Transcribe, verbatim, every line from the start of the entries through the line that contains "pub fn stats(values: ArrayView2<'_, f64>, label: &str)"; include both boundary lines and omit all others.

(Saved entries)
________________

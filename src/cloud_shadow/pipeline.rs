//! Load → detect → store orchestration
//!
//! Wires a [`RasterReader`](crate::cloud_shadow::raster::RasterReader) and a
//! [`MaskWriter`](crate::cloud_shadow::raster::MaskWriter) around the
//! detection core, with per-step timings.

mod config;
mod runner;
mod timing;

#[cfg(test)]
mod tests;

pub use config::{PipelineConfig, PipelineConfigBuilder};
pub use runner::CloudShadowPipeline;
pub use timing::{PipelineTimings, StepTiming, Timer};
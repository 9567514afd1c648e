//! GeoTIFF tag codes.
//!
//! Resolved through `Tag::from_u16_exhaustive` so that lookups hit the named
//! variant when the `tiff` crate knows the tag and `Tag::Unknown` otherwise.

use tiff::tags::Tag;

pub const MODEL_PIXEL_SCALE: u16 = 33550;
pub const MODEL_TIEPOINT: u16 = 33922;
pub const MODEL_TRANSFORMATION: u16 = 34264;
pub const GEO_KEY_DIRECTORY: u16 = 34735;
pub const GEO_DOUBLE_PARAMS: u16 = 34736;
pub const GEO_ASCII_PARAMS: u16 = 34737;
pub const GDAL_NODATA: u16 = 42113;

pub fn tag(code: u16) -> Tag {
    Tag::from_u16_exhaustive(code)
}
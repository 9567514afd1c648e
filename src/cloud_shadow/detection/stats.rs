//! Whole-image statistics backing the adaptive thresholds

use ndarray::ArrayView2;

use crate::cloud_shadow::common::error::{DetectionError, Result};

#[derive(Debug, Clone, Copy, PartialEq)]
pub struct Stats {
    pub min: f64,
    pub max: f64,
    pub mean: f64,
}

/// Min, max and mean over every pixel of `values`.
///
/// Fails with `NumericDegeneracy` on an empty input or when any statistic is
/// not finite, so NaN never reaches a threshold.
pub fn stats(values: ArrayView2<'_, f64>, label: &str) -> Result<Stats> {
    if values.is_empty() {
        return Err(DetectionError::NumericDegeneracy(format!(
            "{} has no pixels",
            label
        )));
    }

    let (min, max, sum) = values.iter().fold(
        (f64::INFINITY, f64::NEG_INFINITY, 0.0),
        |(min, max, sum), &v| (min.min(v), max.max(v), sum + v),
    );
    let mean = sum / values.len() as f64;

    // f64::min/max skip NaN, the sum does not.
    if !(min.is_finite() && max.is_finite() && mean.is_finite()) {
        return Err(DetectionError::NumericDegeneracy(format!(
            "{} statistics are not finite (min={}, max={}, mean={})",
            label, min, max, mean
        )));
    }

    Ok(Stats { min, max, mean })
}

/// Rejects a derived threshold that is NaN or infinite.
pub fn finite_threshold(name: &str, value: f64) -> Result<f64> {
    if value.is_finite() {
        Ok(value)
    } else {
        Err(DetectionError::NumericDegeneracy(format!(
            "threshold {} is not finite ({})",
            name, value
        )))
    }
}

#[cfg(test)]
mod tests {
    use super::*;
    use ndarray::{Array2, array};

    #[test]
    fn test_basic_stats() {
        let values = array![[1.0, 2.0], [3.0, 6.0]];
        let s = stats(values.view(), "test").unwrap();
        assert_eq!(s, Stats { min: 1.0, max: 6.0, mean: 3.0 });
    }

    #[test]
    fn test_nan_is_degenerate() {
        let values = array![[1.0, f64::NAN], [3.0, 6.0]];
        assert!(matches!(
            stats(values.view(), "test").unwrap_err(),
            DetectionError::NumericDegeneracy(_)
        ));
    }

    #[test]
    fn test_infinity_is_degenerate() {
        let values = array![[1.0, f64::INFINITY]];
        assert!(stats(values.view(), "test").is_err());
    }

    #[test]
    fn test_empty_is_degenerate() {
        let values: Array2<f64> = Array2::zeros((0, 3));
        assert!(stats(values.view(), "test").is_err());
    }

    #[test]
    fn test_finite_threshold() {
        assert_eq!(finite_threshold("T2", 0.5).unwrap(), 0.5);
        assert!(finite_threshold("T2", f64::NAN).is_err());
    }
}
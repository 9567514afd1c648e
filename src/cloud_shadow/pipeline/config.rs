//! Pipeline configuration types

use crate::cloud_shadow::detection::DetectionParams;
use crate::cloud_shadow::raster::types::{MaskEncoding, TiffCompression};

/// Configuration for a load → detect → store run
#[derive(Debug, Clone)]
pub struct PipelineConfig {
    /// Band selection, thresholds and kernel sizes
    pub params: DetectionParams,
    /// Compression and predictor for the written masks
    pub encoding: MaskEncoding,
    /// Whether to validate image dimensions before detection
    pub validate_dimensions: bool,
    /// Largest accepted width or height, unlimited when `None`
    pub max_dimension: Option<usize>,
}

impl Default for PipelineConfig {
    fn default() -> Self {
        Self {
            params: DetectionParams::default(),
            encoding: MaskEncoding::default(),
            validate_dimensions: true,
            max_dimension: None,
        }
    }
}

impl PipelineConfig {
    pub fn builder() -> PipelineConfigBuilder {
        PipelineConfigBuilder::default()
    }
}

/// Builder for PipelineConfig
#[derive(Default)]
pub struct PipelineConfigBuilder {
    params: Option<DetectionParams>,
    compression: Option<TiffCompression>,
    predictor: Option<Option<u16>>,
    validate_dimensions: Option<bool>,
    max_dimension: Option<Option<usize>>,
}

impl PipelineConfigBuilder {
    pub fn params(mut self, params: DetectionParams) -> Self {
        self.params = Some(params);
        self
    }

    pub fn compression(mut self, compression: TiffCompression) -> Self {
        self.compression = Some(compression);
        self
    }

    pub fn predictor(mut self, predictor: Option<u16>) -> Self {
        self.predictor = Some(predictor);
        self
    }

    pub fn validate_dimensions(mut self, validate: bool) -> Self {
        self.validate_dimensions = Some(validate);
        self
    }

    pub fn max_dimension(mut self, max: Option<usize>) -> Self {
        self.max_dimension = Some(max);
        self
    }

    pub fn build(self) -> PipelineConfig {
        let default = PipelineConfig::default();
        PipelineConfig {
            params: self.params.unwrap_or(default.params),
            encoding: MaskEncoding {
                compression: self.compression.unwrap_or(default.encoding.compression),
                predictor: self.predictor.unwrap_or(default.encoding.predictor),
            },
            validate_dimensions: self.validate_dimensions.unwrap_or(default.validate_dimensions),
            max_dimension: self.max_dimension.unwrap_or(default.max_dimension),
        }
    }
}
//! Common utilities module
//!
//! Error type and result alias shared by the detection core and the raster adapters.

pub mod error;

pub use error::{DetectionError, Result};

________________

■ Exercise answer
filename src/cloud_shadow/pipeline.rs
//! Load → detect → store orchestration
//!
//! Wires a [`RasterReader`](crate::cloud_shadow::raster::RasterReader) and a
//! [`MaskWriter`](crate::cloud_shadow::raster::MaskWriter) around the
//! detection core, with per-step timings.

mod config;
mod runner;
mod timing;

#[cfg(test)]
mod tests;

pub use config::{PipelineConfig, PipelineConfigBuilder};
pub use runner::CloudShadowPipeline;
pub use timing::{PipelineTimings, StepTiming, Timer};
repository 9567514afd1c648e
//! GeoTIFF tag codes.
//!
//! Resolved through `Tag::from_u16_exhaustive` so that lookups hit the named
//! variant when the `tiff` crate knows the tag and `Tag::Unknown` otherwise.

use tiff::tags::Tag;

pub const MODEL_PIXEL_SCALE: u16 = 33550;
pub const MODEL_TIEPOINT: u16 = 33922;
pub const MODEL_TRANSFORMATION: u16 = 34264;
pub const GEO_KEY_DIRECTORY: u16 = 34735;
pub const GEO_DOUBLE_PARAMS: u16 = 34736;
pub const GEO_ASCII_PARAMS: u16 = 34737;
pub const GDAL_NODATA: u16 = 42113;

pub fn tag(code: u16) -> Tag {
    Tag::from_u16_exhaustive(code)
}
repository 9567514afd1c648e
filename src/cloud_shadow/detection/stats.rs
//! Whole-image statistics backing the adaptive thresholds

use ndarray::ArrayView2;

use crate::cloud_shadow::common::error::{DetectionError, Result};

#[derive(Debug, Clone, Copy, PartialEq)]
pub struct Stats {
    pub min: f64,
    pub max: f64,
    pub mean: f64,
}

/// Min, max and mean over every pixel of `values`.
///
/// Fails with `NumericDegeneracy` on an empty input or when any statistic is
/// not finite, so NaN never reaches a threshold.
pub fn stats(values: ArrayView2<'_, f64>, label: &str) -> Result<Stats> {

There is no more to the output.